Such remarks as he made were brief, but they were as galling as lashes, as cutting as sabre-strokes. At the same time his ideas and theories remained somewhat obscure, partly by reason of this brevity of his, and partly on account of the difficulty he experienced in expressing himself in French. He was from over yonder, from some faraway land—Russia, Poland, Austria or Germany, nobody exactly knew; and it mattered little, for he certainly acknowledged no country, but wandered far and wide with his dream of blood-shedding fraternity. Whenever, with his wonted frigidity, he gave utterance to one of those terrible remarks of his which, like a scythe in a meadow, cut away all before him, little less than the necessity of thus mowing down nations, in order to sow the earth afresh with a young and better community, became apparent. At each proposition unfolded by Bache, such as labour rendered agreeable by police regulations, phalansteria organised like barracks, religion transformed into pantheist or spiritist deism, he gently shrugged his shoulders. What could be the use of such childishness, such hypocritical repairing, when the house was falling and the only honest course was to throw it to the ground, and build up the substantial edifice of to-morrow with entirely new materials? On the subject of propaganda by deeds, bomb-throwing and so forth, he remained silent, though his gestures were expressive of infinite hope. He evidently approved that course. The legend which made him one of the perpetrators of the crime of Barcelona set a gleam of horrible glory in his mysterious past.
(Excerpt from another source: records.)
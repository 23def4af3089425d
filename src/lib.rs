pub mod ast;
#[cfg(feature = "cli")]
pub mod cli;
pub mod diff;
pub mod error;
pub mod expression;
pub mod lexer;
pub mod merge;
pub mod output;
pub mod parser;
pub mod requirement;
pub mod transform;
pub mod value;

pub use ast::{InExpr, Node, NodeKind, Position, Script, Token, TokenKind, Tree};
pub use diff::diff;
pub use error::{Error, Result};
pub use expression::BuildExpression;
pub use lexer::{LexError, Lexer};
pub use merge::{MergeError, MergeResolution, MergeStrategies, is_auto_merge_possible, merge};
pub use output::to_text;
pub use parser::{ParseError, Parser, parse};
pub use requirement::{Comparator, Operation, Requirement, RequirementError, VersionConstraint};
pub use transform::TransformError;
pub use value::{Assignment, FuncCall, Value};

/// Parses script text into a [`Script`].
pub fn parse_script(source: &str) -> Result<Script> {
    let tree = parse(source)?;
    Ok(Script::from_tree(&tree)?)
}
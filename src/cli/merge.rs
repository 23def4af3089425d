//! Merge two build expressions, falling back to a conflict-marker diff

use std::str::FromStr;

use tracing::warn;

use super::CliError;
use crate::{
    BuildExpression, MergeError, MergeStrategies, Script, diff, merge,
};

/// Options for the merge command
#[derive(Debug, Clone, Default)]
pub struct MergeOptions {
    /// Local build expression JSON
    pub local: String,
    /// Remote build expression JSON
    pub remote: String,
    /// Merge strategies JSON
    pub strategies: String,
}

/// Result of a merge operation
#[derive(Debug)]
pub enum MergeOutcome {
    /// The resolutions applied cleanly
    Merged(BuildExpression),
    /// Manual resolution needed; `diff` holds the conflict-marked script
    Conflicted { reason: MergeError, diff: String },
}

/// Execute a merge operation
pub fn execute_merge(options: &MergeOptions) -> Result<MergeOutcome, CliError> {
    let local = BuildExpression::from_str(&options.local)?;
    let remote = BuildExpression::from_str(&options.remote)?;
    let strategies: MergeStrategies = serde_json::from_str(&options.strategies)?;

    match merge(&local, &remote, &strategies.resolutions, strategies.has_conflicts) {
        Ok(merged) => Ok(MergeOutcome::Merged(merged)),
        Err(reason) if reason.needs_manual_resolution() => {
            warn!(%reason, "falling back to manual resolution");
            let local = Script::from_build_expression(&local)?;
            let remote = Script::from_build_expression(&remote)?;
            Ok(MergeOutcome::Conflicted {
                reason,
                diff: diff(&local, &remote),
            })
        }
        Err(e) => Err(e.into()),
    }
}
One day when Bache, while speaking to him of his friend Bergaz, the shadowy Bourse jobber who had already been compromised in some piece of thieving, plainly declared that the aforesaid Bergaz was a bandit, Janzen contented himself with smiling, and replying quietly that theft was merely forced restitution.

Briefly, in this man of culture and refinement, in whose own mysterious life one might perhaps have found various crimes but not a single act of base improbity, one could divine an implacable, obstinate theoretician, who was resolved to set the world ablaze for the triumph of his ideas.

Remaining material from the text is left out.